Exercise objective: State how many lines in the listing below include the string "push". The answer is the number alone.
▶
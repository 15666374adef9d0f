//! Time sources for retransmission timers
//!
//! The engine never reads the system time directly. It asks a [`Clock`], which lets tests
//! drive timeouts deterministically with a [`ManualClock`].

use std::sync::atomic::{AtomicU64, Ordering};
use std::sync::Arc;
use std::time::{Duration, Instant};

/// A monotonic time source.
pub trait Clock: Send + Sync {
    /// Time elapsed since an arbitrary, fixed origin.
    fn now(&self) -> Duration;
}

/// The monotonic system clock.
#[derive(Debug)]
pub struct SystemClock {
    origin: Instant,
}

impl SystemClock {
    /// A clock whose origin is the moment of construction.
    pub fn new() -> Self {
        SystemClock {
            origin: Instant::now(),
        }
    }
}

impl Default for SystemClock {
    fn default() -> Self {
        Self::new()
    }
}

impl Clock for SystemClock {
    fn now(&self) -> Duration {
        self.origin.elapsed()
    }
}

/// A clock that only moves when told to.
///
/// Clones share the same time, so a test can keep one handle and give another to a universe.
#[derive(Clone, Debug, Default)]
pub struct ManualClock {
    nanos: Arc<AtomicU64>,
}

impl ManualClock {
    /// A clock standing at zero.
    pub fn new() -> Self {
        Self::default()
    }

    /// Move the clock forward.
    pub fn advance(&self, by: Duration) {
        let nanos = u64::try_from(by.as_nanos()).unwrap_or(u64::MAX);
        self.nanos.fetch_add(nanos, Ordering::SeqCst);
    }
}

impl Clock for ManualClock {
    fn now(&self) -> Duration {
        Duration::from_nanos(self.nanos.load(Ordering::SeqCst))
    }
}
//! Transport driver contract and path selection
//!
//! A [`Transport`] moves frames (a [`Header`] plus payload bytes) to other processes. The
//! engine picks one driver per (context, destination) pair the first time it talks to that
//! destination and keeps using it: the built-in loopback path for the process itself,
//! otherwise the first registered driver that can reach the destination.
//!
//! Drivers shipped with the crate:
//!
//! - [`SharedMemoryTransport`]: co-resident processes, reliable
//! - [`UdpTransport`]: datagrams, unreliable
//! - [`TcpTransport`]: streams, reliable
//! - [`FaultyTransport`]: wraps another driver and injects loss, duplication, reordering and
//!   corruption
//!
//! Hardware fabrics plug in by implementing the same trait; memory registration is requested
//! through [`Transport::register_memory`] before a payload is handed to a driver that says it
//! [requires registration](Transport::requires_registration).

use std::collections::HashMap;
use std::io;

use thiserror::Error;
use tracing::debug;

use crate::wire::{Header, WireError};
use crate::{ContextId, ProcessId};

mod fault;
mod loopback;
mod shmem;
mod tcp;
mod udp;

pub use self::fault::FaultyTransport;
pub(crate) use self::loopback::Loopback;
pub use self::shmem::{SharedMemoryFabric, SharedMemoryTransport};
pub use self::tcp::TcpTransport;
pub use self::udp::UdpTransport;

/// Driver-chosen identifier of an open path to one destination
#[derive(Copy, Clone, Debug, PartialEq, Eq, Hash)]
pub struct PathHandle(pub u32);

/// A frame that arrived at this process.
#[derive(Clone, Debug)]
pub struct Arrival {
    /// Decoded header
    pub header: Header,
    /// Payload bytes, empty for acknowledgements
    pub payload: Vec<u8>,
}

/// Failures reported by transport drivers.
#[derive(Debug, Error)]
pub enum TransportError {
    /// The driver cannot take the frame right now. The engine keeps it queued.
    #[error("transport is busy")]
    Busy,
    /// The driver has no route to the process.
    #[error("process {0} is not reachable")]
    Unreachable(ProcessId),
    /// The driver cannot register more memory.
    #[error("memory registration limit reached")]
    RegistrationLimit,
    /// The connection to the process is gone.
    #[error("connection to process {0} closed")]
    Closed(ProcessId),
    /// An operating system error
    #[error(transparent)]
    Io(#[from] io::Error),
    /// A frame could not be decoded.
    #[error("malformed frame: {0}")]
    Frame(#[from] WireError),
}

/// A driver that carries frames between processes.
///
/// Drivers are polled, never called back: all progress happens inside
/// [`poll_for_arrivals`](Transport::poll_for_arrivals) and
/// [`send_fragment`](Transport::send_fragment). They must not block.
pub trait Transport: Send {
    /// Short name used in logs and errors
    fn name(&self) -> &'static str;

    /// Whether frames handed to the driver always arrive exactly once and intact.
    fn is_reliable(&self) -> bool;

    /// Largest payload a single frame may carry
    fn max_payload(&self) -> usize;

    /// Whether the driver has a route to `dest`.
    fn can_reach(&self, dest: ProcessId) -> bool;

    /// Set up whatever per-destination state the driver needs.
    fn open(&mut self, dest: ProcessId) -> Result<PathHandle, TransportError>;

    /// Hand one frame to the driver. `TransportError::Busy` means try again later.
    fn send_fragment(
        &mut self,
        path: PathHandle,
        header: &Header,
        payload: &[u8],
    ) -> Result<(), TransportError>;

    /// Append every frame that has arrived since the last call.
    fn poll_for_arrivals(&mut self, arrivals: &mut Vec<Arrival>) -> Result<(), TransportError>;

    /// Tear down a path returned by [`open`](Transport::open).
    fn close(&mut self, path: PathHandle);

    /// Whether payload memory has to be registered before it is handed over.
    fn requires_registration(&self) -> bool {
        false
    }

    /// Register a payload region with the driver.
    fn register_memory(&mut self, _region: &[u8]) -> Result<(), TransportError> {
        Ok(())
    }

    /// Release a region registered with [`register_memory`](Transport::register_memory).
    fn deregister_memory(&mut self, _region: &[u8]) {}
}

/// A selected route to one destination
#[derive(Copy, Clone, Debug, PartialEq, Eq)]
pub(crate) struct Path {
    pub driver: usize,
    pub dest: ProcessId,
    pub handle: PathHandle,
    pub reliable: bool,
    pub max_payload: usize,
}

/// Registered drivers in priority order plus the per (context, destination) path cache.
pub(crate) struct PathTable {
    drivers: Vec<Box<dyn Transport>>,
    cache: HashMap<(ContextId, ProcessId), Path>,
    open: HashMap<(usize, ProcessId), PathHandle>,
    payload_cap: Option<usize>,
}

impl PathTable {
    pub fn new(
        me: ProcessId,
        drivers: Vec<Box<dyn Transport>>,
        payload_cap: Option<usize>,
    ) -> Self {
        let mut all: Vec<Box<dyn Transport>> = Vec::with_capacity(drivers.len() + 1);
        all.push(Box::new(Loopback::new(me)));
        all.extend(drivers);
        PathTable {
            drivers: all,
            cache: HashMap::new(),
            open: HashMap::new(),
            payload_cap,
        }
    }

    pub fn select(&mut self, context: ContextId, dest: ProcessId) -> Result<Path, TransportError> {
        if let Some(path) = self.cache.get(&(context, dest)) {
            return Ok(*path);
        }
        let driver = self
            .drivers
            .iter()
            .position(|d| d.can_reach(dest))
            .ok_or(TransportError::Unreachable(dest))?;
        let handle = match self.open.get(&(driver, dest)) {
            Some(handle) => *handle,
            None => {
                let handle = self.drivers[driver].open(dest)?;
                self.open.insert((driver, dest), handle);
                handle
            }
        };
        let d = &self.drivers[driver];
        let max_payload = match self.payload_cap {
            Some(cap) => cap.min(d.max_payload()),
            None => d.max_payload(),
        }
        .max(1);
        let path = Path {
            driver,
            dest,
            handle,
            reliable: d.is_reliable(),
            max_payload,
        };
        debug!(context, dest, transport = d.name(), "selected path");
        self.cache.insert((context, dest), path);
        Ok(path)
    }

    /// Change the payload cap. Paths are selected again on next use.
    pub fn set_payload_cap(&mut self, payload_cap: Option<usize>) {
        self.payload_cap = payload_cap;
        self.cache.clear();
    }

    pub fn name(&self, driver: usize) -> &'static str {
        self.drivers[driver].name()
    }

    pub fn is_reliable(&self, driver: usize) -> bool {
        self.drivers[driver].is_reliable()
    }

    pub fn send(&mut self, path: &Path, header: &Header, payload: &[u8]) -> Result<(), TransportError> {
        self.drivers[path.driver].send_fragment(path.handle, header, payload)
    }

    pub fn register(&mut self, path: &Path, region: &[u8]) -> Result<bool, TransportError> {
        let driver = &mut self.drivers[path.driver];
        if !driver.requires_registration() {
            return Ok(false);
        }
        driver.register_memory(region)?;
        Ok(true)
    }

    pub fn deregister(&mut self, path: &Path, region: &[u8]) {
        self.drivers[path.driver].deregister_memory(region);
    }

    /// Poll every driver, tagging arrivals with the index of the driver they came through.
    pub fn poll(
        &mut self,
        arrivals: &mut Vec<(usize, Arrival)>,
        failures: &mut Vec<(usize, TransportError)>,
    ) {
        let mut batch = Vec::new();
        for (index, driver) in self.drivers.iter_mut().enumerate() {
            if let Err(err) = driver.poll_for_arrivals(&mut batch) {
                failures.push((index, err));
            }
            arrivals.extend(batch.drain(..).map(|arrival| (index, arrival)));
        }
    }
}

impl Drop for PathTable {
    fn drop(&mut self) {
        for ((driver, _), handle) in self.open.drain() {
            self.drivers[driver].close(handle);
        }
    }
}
◀
Solution to this problem: 2